Partnership provides new course

Lance O'sullivan
Lance O'sullivan
Otago Polytechnic is partnering with  Lance O’Sullivan to develop digital health qualifications for the iMoko app - allowing teachers and child care workers to upskill in order to better make long-distance diagnoses.

The digital health courses are "microcredentials" known as EduBits, developed by Otago Polytechnic specifically for Dr O’Sullivan’s Navilluso Medical Ltd organisation, which has developed the app.

Introduced about two years ago in a bid to "democratise" healthcare, the iMoko app first reached the South Island in 2017.

An individual such as a teacher or nurse could make an electronic record of a child’s condition, submit it to clinicians,  and receive a diagnosis and a treatment plan.

EduBits were short courses entailing assessments of students’ skills, experience and knowledge in very specific areas.

"The qualifications are designed to complement the training that some health professionals already have," Otago Polytechnic chief executive Phil Ker said.
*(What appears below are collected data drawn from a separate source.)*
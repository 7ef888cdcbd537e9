//! Action verbs and their arguments.
//!
//! Clients name an action by verb (`"move"`, `"target"`, ...) and pass at
//! most one argument id. `Action::parse` turns that pair into a typed
//! `Action`; unrecognized verbs parse to `None` and are ignored by the host.

use std::fmt;

use thiserror::Error;

use crate::board::{AttackTarget, Space, Stance, TrackSlot, UnitId};

/// Every verb the engine understands.
#[derive(Debug, Clone, Copy, PartialEq, Eq, PartialOrd, Ord, Hash)]
pub enum Verb {
    SetStance,
    Select,
    Deselect,
    Place,
    Undo,
    EndSetup,
    RollEvent,
    ChooseNavy,
    ChooseShipping,
    RollEvacuation,
    RollReaction,
    Move,
    Stop,
    EndMovement,
    Eliminate,
    EndElimination,
    Target,
    EndCombatSetup,
    RollCombat,
    NextAttack,
    Retreat,
    DoneAdvance,
    AdvanceTo,
    EndCombat,
}

/// All verbs, in the order they are listed in views.
pub const ALL_VERBS: [Verb; 24] = [
    Verb::SetStance,
    Verb::Select,
    Verb::Deselect,
    Verb::Place,
    Verb::Undo,
    Verb::EndSetup,
    Verb::RollEvent,
    Verb::ChooseNavy,
    Verb::ChooseShipping,
    Verb::RollEvacuation,
    Verb::RollReaction,
    Verb::Move,
    Verb::Stop,
    Verb::EndMovement,
    Verb::Eliminate,
    Verb::EndElimination,
    Verb::Target,
    Verb::EndCombatSetup,
    Verb::RollCombat,
    Verb::NextAttack,
    Verb::Retreat,
    Verb::DoneAdvance,
    Verb::AdvanceTo,
    Verb::EndCombat,
];

impl Verb {
    /// Returns the wire name of this verb.
    pub const fn as_str(self) -> &'static str {
        match self {
            Verb::SetStance => "set_stance",
            Verb::Select => "select",
            Verb::Deselect => "deselect",
            Verb::Place => "place",
            Verb::Undo => "undo",
            Verb::EndSetup => "end_setup",
            Verb::RollEvent => "roll_event",
            Verb::ChooseNavy => "choose_navy",
            Verb::ChooseShipping => "choose_shipping",
            Verb::RollEvacuation => "roll_evacuation",
            Verb::RollReaction => "roll_reaction",
            Verb::Move => "move",
            Verb::Stop => "stop",
            Verb::EndMovement => "end_movement",
            Verb::Eliminate => "eliminate",
            Verb::EndElimination => "end_elimination",
            Verb::Target => "target",
            Verb::EndCombatSetup => "end_combat_setup",
            Verb::RollCombat => "roll_combat",
            Verb::NextAttack => "next_attack",
            Verb::Retreat => "retreat",
            Verb::DoneAdvance => "done_advance",
            Verb::AdvanceTo => "advance_to",
            Verb::EndCombat => "end_combat",
        }
    }

    /// Parses a verb from its wire name.
    pub fn from_name(name: &str) -> Option<Verb> {
        ALL_VERBS.iter().copied().find(|v| v.as_str() == name)
    }
}

impl fmt::Display for Verb {
    fn fmt(&self, f: &mut fmt::Formatter<'_>) -> fmt::Result {
        f.write_str(self.as_str())
    }
}

/// Errors for known verbs given a missing or unusable argument.
#[derive(Debug, Clone, Error, PartialEq, Eq)]
pub enum ActionParseError {
    #[error("'{0}' needs an argument")]
    MissingArgument(Verb),

    #[error("unknown unit '{0}'")]
    UnknownUnit(String),

    #[error("unknown space '{0}'")]
    UnknownSpace(String),

    #[error("unknown stance '{0}'")]
    UnknownStance(String),

    #[error("'{0}' is neither a unit nor a space")]
    UnknownTarget(String),
}

/// A fully typed player action.
#[derive(Debug, Clone, Copy, PartialEq, Eq, Hash)]
pub enum Action {
    SetStance(Stance),
    Select(UnitId),
    Deselect,
    Place(Space),
    Undo,
    EndSetup,
    RollEvent,
    ChooseNavy,
    ChooseShipping,
    RollEvacuation,
    RollReaction,
    Move(Space),
    Stop,
    EndMovement,
    Eliminate(UnitId),
    EndElimination,
    Target(AttackTarget),
    EndCombatSetup,
    RollCombat,
    NextAttack,
    Retreat(Space),
    DoneAdvance,
    AdvanceTo(UnitId),
    EndCombat,
}

impl Action {
    /// Returns the verb of this action.
    pub const fn verb(&self) -> Verb {
        match self {
            Action::SetStance(_) => Verb::SetStance,
            Action::Select(_) => Verb::Select,
            Action::Deselect => Verb::Deselect,
            Action::Place(_) => Verb::Place,
            Action::Undo => Verb::Undo,
            Action::EndSetup => Verb::EndSetup,
            Action::RollEvent => Verb::RollEvent,
            Action::ChooseNavy => Verb::ChooseNavy,
            Action::ChooseShipping => Verb::ChooseShipping,
            Action::RollEvacuation => Verb::RollEvacuation,
            Action::RollReaction => Verb::RollReaction,
            Action::Move(_) => Verb::Move,
            Action::Stop => Verb::Stop,
            Action::EndMovement => Verb::EndMovement,
            Action::Eliminate(_) => Verb::Eliminate,
            Action::EndElimination => Verb::EndElimination,
            Action::Target(_) => Verb::Target,
            Action::EndCombatSetup => Verb::EndCombatSetup,
            Action::RollCombat => Verb::RollCombat,
            Action::NextAttack => Verb::NextAttack,
            Action::Retreat(_) => Verb::Retreat,
            Action::DoneAdvance => Verb::DoneAdvance,
            Action::AdvanceTo(_) => Verb::AdvanceTo,
            Action::EndCombat => Verb::EndCombat,
        }
    }

    /// Returns true if the action pushes an undo snapshot before applying.
    pub const fn is_undo_tracked(&self) -> bool {
        matches!(
            self,
            Action::SetStance(_)
                | Action::Place(_)
                | Action::Move(_)
                | Action::Stop
                | Action::Eliminate(_)
                | Action::Target(_)
        )
    }

    /// Returns the argument id, if the action carries one.
    pub fn arg_id(&self) -> Option<String> {
        match self {
            Action::SetStance(stance) => Some(stance.slot().id().to_string()),
            Action::Select(unit) | Action::Eliminate(unit) | Action::AdvanceTo(unit) => {
                Some(unit.id().to_string())
            }
            Action::Place(space) | Action::Move(space) | Action::Retreat(space) => {
                Some(space.to_string())
            }
            Action::Target(target) => Some(target_id(*target)),
            _ => None,
        }
    }

    /// Parses a verb and optional argument.
    ///
    /// Returns `Ok(None)` for verbs the engine does not know. Arguments on
    /// verbs that take none are ignored.
    pub fn parse(verb: &str, arg: Option<&str>) -> Result<Option<Action>, ActionParseError> {
        let Some(verb) = Verb::from_name(verb) else {
            return Ok(None);
        };
        let arg = arg.map(str::trim).filter(|a| !a.is_empty());
        let need = |v: Verb| arg.ok_or(ActionParseError::MissingArgument(v));

        let action = match verb {
            Verb::SetStance => Action::SetStance(parse_stance(need(verb)?)?),
            Verb::Select => Action::Select(parse_unit(need(verb)?)?),
            Verb::Deselect => Action::Deselect,
            Verb::Place => Action::Place(parse_space(need(verb)?)?),
            Verb::Undo => Action::Undo,
            Verb::EndSetup => Action::EndSetup,
            Verb::RollEvent => Action::RollEvent,
            Verb::ChooseNavy => Action::ChooseNavy,
            Verb::ChooseShipping => Action::ChooseShipping,
            Verb::RollEvacuation => Action::RollEvacuation,
            Verb::RollReaction => Action::RollReaction,
            Verb::Move => Action::Move(parse_space(need(verb)?)?),
            Verb::Stop => Action::Stop,
            Verb::EndMovement => Action::EndMovement,
            Verb::Eliminate => Action::Eliminate(parse_unit(need(verb)?)?),
            Verb::EndElimination => Action::EndElimination,
            Verb::Target => Action::Target(parse_target(need(verb)?)?),
            Verb::EndCombatSetup => Action::EndCombatSetup,
            Verb::RollCombat => Action::RollCombat,
            Verb::NextAttack => Action::NextAttack,
            Verb::Retreat => Action::Retreat(parse_space(need(verb)?)?),
            Verb::DoneAdvance => Action::DoneAdvance,
            Verb::AdvanceTo => Action::AdvanceTo(parse_unit(need(verb)?)?),
            Verb::EndCombat => Action::EndCombat,
        };
        Ok(Some(action))
    }
}

/// Returns the client id of an attack target.
pub fn target_id(target: AttackTarget) -> String {
    match target {
        AttackTarget::Unit(unit) => unit.id().to_string(),
        AttackTarget::Space(space) => space.to_string(),
    }
}

fn parse_unit(s: &str) -> Result<UnitId, ActionParseError> {
    UnitId::from_id(s).ok_or_else(|| ActionParseError::UnknownUnit(s.to_string()))
}

fn parse_space(s: &str) -> Result<Space, ActionParseError> {
    Space::from_id(s).ok_or_else(|| ActionParseError::UnknownSpace(s.to_string()))
}

fn parse_stance(s: &str) -> Result<Stance, ActionParseError> {
    match TrackSlot::from_id(s) {
        Some(TrackSlot::Land) => Ok(Stance::Land),
        Some(TrackSlot::Naval) => Ok(Stance::Naval),
        _ => Err(ActionParseError::UnknownStance(s.to_string())),
    }
}

fn parse_target(s: &str) -> Result<AttackTarget, ActionParseError> {
    if let Some(unit) = UnitId::from_id(s) {
        return Ok(AttackTarget::Unit(unit));
    }
    Space::from_id(s)
        .map(AttackTarget::Space)
        .ok_or_else(|| ActionParseError::UnknownTarget(s.to_string()))
}

#[cfg(test)]
mod tests {
    use super::*;

    #[test]
    fn verb_names_roundtrip() {
        for verb in ALL_VERBS {
            assert_eq!(Verb::from_name(verb.as_str()), Some(verb));
        }
        assert_eq!(Verb::from_name("resign"), None);
    }

    #[test]
    fn unknown_verb_is_not_an_error() {
        assert_eq!(Action::parse("resign", None), Ok(None));
        assert_eq!(Action::parse("", Some("1")), Ok(None));
    }

    #[test]
    fn parses_arguments() {
        assert_eq!(
            Action::parse("set_stance", Some("track_naval")),
            Ok(Some(Action::SetStance(Stance::Naval)))
        );
        assert_eq!(
            Action::parse("move", Some("24")),
            Ok(Some(Action::Move(Space::new(24).unwrap())))
        );
        let gd = UnitId::from_id("ger_gd").unwrap();
        assert_eq!(Action::parse("select", Some("ger_gd")), Ok(Some(Action::Select(gd))));
        assert_eq!(
            Action::parse("target", Some("ger_gd")),
            Ok(Some(Action::Target(AttackTarget::Unit(gd))))
        );
        assert_eq!(
            Action::parse("target", Some("7")),
            Ok(Some(Action::Target(AttackTarget::Space(Space::new(7).unwrap()))))
        );
    }

    #[test]
    fn rejects_bad_arguments() {
        assert_eq!(
            Action::parse("move", None),
            Err(ActionParseError::MissingArgument(Verb::Move))
        );
        assert_eq!(
            Action::parse("place", Some("  ")),
            Err(ActionParseError::MissingArgument(Verb::Place))
        );
        assert_eq!(
            Action::parse("move", Some("99")),
            Err(ActionParseError::UnknownSpace("99".to_string()))
        );
        assert_eq!(
            Action::parse("select", Some("ger_tiger")),
            Err(ActionParseError::UnknownUnit("ger_tiger".to_string()))
        );
        assert_eq!(
            Action::parse("set_stance", Some("track_navy1")),
            Err(ActionParseError::UnknownStance("track_navy1".to_string()))
        );
    }

    #[test]
    fn no_argument_verbs_ignore_arguments() {
        assert_eq!(Action::parse("end_setup", Some("extra")), Ok(Some(Action::EndSetup)));
    }

    #[test]
    fn arg_ids_match_parse_input() {
        for (verb, arg) in [("move", "12"), ("select", "sov_1tk"), ("target", "31"), ("set_stance", "track_land")] {
            let action = Action::parse(verb, Some(arg)).unwrap().unwrap();
            assert_eq!(action.arg_id().as_deref(), Some(arg));
            assert_eq!(action.verb().as_str(), verb);
        }
    }
}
He was "thrilled" at Dr O’Sullivan’s interest in the programme and said the  first step would be to assess the skills of the people who already used iMoko.

Actual training to gain the digital health microcredentials would not begin until September, and the course would be online, Mr Ker said.
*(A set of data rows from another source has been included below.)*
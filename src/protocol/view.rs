//! Client views.
//!
//! A `View` is everything one role sees at an instant: the full board (there
//! is no hidden information), score, log, a prompt, and the legal actions
//! for that role. Views serialize to JSON for the host.

use std::collections::BTreeMap;

use serde::Serialize;

use crate::board::{all_units, AttackTarget, GameState, Phase, Role};
use crate::movegen::movement::overstacked_spaces;
use crate::movegen::{legal_actions, Choices, LegalActions};
use crate::protocol::action::target_id;

/// The value of one entry in `actions`: `1` or the legal argument ids.
#[derive(Debug, Clone, PartialEq, Eq, Serialize)]
#[serde(untagged)]
pub enum ActionValue {
    Flag(u8),
    List(Vec<String>),
}

impl From<&Choices> for ActionValue {
    fn from(choices: &Choices) -> Self {
        match choices.ids() {
            Some(ids) => ActionValue::List(ids),
            None => ActionValue::Flag(1),
        }
    }
}

/// A declared attack as shown to clients.
#[derive(Debug, Clone, PartialEq, Eq, Serialize)]
pub struct AttackView {
    pub attacker: String,
    pub target: String,
    pub source: String,
    pub target_space: String,
}

/// One role's view of the game.
#[derive(Debug, Clone, PartialEq, Eq, Serialize)]
pub struct View {
    pub phase: &'static str,
    pub turn: u8,
    pub active: Option<&'static str>,
    pub prompt: String,
    pub cef: u32,
    pub stance: Option<&'static str>,
    pub selected: Option<&'static str>,
    /// Unit id to location id, `null` when off-map or eliminated.
    pub pieces: BTreeMap<&'static str, Option<String>>,
    pub overstacked: Vec<String>,
    pub attacks: Vec<AttackView>,
    pub combat_index: usize,
    pub log: Vec<String>,
    pub actions: BTreeMap<&'static str, ActionValue>,
}

impl View {
    /// Builds the view of `state` for `role`. Never mutates the state.
    pub fn new(state: &GameState, role: Role) -> View {
        let legal = match role.side() {
            Some(side) => legal_actions(state, side),
            None => LegalActions::default(),
        };

        View {
            phase: state.phase.id(),
            turn: state.turn,
            active: state.active().map(|s| s.name()),
            prompt: prompt(state, role),
            cef: state.cef,
            stance: state.stance.map(|s| s.name()),
            selected: state.selected.map(|u| u.id()),
            pieces: all_units()
                .map(|u| (u.id(), state.location(u).map(|l| l.id())))
                .collect(),
            overstacked: overstacked_spaces(state).iter().map(|s| s.to_string()).collect(),
            attacks: state
                .attacks
                .iter()
                .map(|a| AttackView {
                    attacker: a.attacker.id().to_string(),
                    target: target_id(a.target),
                    source: a.source.to_string(),
                    target_space: a.target_space.to_string(),
                })
                .collect(),
            combat_index: state.combat_index,
            log: state.log.clone(),
            actions: legal.iter().map(|(verb, c)| (verb.as_str(), c.into())).collect(),
        }
    }

    /// Serializes the view as a single JSON line.
    pub fn to_json(&self) -> String {
        serde_json::to_string(self).unwrap_or_else(|_| String::from("{}"))
    }
}

/// The instruction shown to `role`.
pub fn prompt(state: &GameState, role: Role) -> String {
    let Some(active) = state.active() else {
        return format!("Game over. The Germans evacuated {} CEF.", state.cef);
    };
    if role.side() != Some(active) {
        return format!("Waiting for the {} player.", active);
    }

    match state.phase {
        Phase::SetupGerman if state.stance.is_none() => "Choose your stance: Land or Naval.".into(),
        Phase::SetupGerman | Phase::SetupSoviet => match state.selected {
            Some(unit) => format!("Place {}.", unit),
            None => "Select a unit to place.".into(),
        },
        Phase::Event => "Roll for the turn's event.".into(),
        Phase::EventChoice => "Choose a Navy or Shipping chit.".into(),
        Phase::Evacuation => "Roll for evacuation.".into(),
        Phase::RussianReaction => "Roll the Russian reaction.".into(),
        Phase::Movement(_) => match state.selected {
            Some(unit) => format!("Move {} or stop.", unit),
            None => "Select a unit to move, or end movement.".into(),
        },
        Phase::Elimination(_) => "Eliminate units from overstacked spaces.".into(),
        Phase::CombatSetup(_) => match state.selected {
            Some(unit) => format!("Choose a target for {}.", unit),
            None => "Select an attacker, or end combat setup.".into(),
        },
        Phase::CombatResolve { rolled, .. } => match state.attacks.get(state.combat_index) {
            None => "All attacks resolved. End combat.".into(),
            Some(_) if rolled => "Continue to the next attack.".into(),
            Some(attack) => {
                let target = match attack.target {
                    AttackTarget::Unit(unit) => unit.to_string(),
                    AttackTarget::Space(space) => space.name().to_string(),
                };
                format!("Resolve {} attacking {}.", attack.attacker, target)
            }
        },
        Phase::CombatRetreat { unit, .. } => format!("Choose where {} retreats.", unit),
        Phase::CombatAdvance { space, .. } => {
            format!("Advance into {}, or finish advancing.", space.name())
        }
        Phase::GameOver => String::new(),
    }
}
In a statement, Dr O’Sullivan - known for his work among disadvantaged populations in Northland - said Navilluso was excited to be partnering with the polytechnic.
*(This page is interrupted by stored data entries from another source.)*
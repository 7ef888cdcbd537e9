//! Game options and tunable rule parameters.
//!
//! Options arrive from the host as a JSON value alongside the scenario name.
//! Every field has a default, so `{}` and `null` both select the standard
//! rules.

use serde::Deserialize;
use thiserror::Error;

/// The only scenario the engine knows.
pub const STANDARD_SCENARIO: &str = "Standard Game";

/// Errors raised while creating a new game.
#[derive(Debug, Error)]
pub enum SetupError {
    #[error("unknown scenario '{0}'")]
    UnknownScenario(String),

    #[error("malformed options: {0}")]
    MalformedOptions(#[from] serde_json::Error),
}

/// Per-game options chosen by the host.
#[derive(Debug, Clone, PartialEq, Eq, Deserialize)]
#[serde(default, deny_unknown_fields)]
pub struct Options {
    /// Full turns played before the game ends.
    pub turn_limit: u8,
    /// Offer undo only to the role whose decision it currently is.
    pub undo_active_only: bool,
}

impl Options {
    pub const DEFAULT_TURN_LIMIT: u8 = 8;

    /// Parses options from the host's JSON value. `null` selects defaults.
    pub fn from_json(value: &serde_json::Value) -> Result<Options, SetupError> {
        if value.is_null() {
            return Ok(Options::default());
        }
        Ok(Options::deserialize(value)?)
    }
}

impl Default for Options {
    fn default() -> Self {
        Options {
            turn_limit: Self::DEFAULT_TURN_LIMIT,
            undo_active_only: true,
        }
    }
}

/// Rule constants shared by move generation and resolution.
pub struct Rules;

impl Rules {
    /// Maximum non-fort, non-chit units in one space.
    pub const STACKING_LIMIT: usize = 3;
    /// Movement points per unit per movement phase.
    pub const MOVEMENT_ALLOWANCE: u8 = 3;
    /// German attack points and attackers per point.
    pub const GERMAN_ATTACK_LIMITS: (usize, usize) = (2, 2);
}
"This method of qualifying enables people to pivot from what they are doing today to what they could be doing, say, next month."

Mr Ker said Edubits courses could last anywhere from a day to weeks, depending on the complexity of what was being taught.

Other EduBits programmes included one teaching Maori in the workplace, and the polytechnic was discussing a potential horticultural EduBits programme to run from its Central Otago campus.

Mr Ker said the cost of taking an EduBits course varied, and could depend on the organisation’s available funding.

Another organisation to take advantage of the EduBits programme recently was Dunedin Fire Brigade, which enrolled personnel in a "first responder" programme to help them deal with electric car fires.

City station officer Howard Weir said EduBits provided a combination of theoretical and practical skills.

"We got to develop a bit of an understanding about the technology that is under the surface."